Records for this task section start
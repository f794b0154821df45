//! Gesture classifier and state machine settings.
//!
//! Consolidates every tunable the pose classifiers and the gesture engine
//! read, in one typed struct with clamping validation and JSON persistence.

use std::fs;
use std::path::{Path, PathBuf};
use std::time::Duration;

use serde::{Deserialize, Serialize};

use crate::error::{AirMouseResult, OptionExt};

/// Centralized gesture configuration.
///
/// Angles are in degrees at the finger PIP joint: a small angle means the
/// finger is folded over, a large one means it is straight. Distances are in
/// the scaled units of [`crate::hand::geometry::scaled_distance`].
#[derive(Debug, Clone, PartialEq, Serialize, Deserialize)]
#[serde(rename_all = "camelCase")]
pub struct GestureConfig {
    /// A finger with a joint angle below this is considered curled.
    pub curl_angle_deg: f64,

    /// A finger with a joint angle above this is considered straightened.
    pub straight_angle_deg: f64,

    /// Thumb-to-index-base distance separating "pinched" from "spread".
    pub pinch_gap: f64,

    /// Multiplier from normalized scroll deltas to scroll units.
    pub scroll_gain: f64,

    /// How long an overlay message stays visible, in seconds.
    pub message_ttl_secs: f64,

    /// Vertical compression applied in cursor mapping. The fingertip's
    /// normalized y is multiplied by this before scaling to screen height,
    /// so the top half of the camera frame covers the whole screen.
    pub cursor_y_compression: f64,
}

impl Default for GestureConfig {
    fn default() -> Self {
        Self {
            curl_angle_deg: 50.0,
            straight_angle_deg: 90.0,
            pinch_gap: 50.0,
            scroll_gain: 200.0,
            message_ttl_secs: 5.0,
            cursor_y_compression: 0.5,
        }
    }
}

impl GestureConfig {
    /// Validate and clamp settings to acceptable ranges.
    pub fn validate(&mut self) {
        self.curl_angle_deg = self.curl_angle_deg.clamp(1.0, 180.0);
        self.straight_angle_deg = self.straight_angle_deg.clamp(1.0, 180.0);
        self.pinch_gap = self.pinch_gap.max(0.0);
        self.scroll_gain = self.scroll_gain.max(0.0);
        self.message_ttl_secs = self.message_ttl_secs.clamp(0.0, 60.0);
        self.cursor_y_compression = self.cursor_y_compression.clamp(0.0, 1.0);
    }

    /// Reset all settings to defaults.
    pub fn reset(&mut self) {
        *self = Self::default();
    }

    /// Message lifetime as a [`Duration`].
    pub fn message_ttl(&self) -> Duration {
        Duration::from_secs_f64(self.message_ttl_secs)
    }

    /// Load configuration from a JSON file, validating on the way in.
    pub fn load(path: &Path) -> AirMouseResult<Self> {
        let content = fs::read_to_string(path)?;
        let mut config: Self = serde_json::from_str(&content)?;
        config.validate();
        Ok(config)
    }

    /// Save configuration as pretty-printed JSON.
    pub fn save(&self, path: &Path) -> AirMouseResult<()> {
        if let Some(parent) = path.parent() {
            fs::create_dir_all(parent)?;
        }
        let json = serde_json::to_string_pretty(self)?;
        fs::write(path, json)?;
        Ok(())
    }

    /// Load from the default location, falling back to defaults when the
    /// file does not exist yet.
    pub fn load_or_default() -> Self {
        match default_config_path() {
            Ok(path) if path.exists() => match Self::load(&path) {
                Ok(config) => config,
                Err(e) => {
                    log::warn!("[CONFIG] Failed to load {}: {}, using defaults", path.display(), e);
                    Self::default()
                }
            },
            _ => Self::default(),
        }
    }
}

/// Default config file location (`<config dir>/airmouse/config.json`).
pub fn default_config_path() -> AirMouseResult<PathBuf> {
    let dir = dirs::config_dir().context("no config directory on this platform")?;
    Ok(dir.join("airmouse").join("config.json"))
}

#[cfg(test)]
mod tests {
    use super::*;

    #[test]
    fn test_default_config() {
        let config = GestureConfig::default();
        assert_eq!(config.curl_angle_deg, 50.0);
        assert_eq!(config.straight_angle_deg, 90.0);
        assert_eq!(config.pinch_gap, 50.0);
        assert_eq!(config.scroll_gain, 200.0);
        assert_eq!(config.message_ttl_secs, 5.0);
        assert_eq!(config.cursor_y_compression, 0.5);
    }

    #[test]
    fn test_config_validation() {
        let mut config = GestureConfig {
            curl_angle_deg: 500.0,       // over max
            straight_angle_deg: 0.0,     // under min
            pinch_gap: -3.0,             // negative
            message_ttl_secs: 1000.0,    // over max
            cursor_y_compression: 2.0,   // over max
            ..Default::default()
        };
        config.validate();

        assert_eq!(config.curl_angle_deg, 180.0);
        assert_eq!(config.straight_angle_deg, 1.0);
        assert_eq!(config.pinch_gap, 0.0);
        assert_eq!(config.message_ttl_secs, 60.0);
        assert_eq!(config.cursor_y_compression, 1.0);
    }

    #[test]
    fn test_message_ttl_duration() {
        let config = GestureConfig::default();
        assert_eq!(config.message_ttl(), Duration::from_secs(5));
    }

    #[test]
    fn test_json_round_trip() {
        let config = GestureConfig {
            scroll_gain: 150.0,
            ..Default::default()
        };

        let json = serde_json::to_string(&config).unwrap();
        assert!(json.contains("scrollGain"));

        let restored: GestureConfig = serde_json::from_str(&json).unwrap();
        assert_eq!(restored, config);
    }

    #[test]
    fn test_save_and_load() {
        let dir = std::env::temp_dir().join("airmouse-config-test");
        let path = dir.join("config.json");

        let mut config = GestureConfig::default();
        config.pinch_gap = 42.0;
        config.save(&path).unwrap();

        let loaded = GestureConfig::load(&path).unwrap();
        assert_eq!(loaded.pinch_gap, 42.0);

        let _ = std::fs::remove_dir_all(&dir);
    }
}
Records for this task section end
Records for this task section start
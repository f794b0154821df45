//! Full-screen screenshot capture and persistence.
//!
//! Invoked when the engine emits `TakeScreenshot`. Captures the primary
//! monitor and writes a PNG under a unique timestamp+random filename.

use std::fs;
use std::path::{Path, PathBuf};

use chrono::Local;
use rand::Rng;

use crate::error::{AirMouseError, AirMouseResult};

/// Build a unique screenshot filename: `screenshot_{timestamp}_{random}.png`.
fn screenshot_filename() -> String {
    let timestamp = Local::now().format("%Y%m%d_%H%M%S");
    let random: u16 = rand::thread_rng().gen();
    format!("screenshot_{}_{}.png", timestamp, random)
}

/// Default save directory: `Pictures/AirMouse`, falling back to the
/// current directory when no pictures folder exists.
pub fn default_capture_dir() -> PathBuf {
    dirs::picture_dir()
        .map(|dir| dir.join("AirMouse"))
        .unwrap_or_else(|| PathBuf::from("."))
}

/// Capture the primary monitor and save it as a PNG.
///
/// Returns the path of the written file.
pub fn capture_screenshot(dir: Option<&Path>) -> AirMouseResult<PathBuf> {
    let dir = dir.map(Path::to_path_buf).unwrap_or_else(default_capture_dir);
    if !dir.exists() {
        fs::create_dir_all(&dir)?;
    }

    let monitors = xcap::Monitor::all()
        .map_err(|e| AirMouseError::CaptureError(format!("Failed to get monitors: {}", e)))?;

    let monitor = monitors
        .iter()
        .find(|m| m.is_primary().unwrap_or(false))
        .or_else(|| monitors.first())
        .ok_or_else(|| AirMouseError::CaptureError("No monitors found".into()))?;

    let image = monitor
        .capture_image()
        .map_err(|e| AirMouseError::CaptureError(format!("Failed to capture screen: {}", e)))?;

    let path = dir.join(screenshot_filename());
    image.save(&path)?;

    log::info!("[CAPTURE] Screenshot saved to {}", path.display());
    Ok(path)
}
Records for this task section end
Records for this task section start
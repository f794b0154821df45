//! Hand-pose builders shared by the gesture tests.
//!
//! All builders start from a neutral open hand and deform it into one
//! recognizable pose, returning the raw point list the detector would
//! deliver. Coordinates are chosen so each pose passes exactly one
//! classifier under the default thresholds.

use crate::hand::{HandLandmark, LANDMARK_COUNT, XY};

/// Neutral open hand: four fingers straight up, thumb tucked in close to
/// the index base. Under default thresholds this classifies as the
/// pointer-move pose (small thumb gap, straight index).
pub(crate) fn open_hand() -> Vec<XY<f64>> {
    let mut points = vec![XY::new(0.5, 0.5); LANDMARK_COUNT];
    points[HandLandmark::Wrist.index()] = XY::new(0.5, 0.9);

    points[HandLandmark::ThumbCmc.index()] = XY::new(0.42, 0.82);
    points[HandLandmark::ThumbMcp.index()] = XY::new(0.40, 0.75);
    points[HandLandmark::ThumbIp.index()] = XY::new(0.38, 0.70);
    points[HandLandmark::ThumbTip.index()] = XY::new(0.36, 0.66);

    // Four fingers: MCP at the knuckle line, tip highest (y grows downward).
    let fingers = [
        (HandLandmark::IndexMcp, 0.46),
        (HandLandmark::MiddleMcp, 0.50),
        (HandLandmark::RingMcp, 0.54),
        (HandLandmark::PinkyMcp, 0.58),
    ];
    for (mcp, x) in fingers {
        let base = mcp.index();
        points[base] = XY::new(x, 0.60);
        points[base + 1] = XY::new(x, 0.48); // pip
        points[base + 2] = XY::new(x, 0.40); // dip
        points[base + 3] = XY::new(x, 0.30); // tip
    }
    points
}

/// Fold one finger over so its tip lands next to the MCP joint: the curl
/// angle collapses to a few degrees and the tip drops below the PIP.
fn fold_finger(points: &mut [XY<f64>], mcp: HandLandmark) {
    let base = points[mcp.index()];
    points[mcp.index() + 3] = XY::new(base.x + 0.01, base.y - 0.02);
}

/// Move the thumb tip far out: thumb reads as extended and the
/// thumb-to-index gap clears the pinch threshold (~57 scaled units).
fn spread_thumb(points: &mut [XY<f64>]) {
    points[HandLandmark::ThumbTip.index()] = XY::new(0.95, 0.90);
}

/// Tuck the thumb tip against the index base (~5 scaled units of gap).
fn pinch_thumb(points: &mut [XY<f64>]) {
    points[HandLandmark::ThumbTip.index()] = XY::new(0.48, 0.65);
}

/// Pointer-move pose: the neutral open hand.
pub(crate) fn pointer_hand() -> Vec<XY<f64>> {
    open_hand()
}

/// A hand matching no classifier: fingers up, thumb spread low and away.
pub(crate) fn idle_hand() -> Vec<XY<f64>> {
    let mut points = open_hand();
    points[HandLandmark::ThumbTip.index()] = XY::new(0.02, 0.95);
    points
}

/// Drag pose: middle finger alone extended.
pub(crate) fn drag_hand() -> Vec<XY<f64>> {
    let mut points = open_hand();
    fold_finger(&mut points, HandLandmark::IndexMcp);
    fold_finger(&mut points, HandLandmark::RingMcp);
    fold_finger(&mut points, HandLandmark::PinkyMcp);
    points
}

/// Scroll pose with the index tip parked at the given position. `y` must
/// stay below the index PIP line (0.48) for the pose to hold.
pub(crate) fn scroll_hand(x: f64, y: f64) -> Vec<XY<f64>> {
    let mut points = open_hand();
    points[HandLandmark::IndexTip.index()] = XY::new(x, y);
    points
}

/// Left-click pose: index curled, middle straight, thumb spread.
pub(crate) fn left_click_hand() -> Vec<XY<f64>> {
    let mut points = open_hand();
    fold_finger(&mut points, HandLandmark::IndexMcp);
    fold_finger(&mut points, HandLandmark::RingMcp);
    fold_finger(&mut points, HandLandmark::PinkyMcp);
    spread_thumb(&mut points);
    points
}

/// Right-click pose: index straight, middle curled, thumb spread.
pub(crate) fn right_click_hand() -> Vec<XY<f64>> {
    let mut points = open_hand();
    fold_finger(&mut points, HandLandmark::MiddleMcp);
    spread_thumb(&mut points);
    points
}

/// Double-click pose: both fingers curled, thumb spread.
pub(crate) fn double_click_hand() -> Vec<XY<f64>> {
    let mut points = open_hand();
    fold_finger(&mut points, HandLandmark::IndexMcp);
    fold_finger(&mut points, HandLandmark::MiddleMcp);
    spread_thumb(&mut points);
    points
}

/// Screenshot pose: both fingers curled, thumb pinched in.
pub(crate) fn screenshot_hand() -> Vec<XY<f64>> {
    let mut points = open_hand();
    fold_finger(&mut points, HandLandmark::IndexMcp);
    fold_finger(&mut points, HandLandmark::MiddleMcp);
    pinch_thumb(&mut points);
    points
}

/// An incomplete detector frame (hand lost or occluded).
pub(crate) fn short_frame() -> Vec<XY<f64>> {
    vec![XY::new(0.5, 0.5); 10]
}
Records for this task section end
▸ **Aim of the exercise**
Your answer should consist solely of the lines above from the line with "self.scroll_gain = self.scroll_gain.max(0.0);" to the line with "settings to defaults.", both included, reproduced exactly.

▸ **Task solution**
        self.scroll_gain = self.scroll_gain.max(0.0);
        self.message_ttl_secs = self.message_ttl_secs.clamp(0.0, 60.0);
        self.cursor_y_compression = self.cursor_y_compression.clamp(0.0, 1.0);
    }

    /// Reset all settings to defaults.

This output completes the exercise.